Records excerpted from a collection:
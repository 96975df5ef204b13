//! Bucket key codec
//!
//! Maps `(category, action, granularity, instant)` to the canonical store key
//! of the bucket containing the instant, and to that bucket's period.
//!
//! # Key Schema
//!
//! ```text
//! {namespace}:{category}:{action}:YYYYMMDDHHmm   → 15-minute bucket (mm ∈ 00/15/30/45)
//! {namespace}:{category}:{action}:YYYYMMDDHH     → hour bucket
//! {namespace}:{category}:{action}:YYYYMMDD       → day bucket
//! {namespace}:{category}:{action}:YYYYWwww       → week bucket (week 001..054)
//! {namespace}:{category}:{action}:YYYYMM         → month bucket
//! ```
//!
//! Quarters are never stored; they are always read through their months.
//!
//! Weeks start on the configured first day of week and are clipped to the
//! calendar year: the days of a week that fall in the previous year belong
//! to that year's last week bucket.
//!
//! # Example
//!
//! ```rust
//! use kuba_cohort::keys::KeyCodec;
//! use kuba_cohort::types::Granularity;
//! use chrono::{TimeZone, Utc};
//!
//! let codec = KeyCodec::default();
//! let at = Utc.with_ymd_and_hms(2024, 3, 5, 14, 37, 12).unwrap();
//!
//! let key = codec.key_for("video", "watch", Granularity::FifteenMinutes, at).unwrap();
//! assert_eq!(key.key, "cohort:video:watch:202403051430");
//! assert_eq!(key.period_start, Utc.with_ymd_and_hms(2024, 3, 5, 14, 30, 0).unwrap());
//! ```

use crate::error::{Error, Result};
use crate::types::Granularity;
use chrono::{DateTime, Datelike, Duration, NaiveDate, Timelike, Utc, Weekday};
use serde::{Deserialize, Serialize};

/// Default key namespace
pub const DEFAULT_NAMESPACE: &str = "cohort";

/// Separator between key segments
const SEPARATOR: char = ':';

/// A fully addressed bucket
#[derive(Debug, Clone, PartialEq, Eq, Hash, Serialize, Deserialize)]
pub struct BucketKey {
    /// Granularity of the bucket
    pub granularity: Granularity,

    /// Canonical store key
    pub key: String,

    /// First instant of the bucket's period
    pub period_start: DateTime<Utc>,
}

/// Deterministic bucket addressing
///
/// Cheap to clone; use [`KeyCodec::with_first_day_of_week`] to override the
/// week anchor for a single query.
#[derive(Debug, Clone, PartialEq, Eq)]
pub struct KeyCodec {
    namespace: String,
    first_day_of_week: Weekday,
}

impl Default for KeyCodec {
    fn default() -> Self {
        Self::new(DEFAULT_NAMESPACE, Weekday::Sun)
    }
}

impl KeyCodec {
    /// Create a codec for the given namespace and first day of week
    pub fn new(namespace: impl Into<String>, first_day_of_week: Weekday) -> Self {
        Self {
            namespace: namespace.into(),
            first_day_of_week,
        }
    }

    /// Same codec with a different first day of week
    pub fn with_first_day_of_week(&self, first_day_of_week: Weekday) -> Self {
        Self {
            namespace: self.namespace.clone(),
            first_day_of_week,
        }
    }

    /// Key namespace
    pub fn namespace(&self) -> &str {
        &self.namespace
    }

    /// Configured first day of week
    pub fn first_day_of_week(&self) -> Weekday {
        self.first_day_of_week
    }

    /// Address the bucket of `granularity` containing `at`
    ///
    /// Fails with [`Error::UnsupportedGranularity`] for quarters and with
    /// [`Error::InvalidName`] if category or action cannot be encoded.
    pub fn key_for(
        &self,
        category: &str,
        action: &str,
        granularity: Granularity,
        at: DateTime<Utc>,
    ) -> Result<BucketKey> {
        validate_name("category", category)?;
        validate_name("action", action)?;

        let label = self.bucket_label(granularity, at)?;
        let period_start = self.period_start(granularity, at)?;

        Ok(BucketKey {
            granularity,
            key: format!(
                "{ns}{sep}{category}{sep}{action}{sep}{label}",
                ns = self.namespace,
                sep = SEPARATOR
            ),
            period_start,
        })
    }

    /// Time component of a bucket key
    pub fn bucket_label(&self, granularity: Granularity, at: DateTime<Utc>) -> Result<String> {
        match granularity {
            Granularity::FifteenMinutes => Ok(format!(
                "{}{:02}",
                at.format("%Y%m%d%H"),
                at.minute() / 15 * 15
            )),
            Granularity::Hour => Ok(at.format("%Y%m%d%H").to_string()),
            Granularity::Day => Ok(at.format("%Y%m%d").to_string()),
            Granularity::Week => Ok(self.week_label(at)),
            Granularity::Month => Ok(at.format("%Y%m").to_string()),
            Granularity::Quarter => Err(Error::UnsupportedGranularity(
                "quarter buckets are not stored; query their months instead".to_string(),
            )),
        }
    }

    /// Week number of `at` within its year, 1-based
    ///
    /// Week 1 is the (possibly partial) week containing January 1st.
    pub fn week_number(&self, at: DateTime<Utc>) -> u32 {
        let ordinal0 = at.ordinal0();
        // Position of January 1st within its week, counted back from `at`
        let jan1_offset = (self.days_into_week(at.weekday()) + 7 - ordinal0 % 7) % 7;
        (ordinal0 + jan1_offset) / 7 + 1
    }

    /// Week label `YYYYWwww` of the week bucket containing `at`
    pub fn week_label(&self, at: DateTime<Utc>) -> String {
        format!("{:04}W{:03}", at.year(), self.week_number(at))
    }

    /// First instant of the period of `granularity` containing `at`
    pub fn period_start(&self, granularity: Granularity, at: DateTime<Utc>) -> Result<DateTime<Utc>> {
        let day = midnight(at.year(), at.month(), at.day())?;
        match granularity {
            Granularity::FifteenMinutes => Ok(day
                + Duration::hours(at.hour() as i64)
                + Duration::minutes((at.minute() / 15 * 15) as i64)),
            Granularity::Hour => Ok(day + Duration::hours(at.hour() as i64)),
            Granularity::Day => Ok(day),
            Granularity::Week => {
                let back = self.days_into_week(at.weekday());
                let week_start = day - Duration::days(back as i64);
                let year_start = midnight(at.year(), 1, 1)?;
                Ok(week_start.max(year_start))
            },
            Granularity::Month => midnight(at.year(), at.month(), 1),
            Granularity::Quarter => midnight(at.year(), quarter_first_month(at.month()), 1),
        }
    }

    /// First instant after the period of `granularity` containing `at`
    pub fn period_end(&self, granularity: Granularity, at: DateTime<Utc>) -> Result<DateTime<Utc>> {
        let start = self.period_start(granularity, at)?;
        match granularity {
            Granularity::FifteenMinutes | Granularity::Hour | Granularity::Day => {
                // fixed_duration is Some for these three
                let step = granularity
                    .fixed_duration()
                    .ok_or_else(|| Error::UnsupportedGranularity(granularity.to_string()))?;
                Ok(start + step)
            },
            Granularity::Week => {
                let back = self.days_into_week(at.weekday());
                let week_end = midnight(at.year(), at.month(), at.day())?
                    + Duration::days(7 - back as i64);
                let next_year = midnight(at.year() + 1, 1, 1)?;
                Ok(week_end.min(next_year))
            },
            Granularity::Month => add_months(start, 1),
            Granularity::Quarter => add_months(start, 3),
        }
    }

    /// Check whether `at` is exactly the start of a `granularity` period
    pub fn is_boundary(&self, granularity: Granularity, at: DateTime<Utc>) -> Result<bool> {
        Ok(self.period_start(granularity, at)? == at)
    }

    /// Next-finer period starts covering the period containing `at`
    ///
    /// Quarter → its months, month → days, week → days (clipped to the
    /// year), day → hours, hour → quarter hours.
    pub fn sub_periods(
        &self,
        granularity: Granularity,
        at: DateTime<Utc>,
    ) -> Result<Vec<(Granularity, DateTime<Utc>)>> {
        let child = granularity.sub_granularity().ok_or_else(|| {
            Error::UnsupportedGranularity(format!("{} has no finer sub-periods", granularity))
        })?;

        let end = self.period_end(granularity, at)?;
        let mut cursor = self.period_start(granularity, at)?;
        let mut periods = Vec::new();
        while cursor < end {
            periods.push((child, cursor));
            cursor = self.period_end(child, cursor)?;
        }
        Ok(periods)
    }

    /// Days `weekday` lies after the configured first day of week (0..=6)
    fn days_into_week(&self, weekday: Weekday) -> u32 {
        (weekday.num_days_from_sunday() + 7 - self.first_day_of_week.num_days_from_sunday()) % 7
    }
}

...

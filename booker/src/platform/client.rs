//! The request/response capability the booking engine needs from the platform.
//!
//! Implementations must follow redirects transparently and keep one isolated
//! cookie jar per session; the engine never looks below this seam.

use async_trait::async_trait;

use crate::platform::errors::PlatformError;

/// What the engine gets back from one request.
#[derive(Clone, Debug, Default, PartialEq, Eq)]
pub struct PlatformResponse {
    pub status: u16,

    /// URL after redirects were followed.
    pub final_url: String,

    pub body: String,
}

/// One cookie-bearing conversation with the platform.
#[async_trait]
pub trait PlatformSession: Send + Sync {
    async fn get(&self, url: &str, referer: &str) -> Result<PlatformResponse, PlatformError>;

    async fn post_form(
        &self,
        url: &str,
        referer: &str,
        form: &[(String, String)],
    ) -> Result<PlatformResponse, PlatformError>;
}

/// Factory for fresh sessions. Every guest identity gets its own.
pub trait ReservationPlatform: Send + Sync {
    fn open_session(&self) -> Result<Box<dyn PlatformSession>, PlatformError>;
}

- [Assignment]: Each line that includes the word "Deserialize" counts once; report how many such lines the entries have, and nothing else.

- [Problem solution]: 2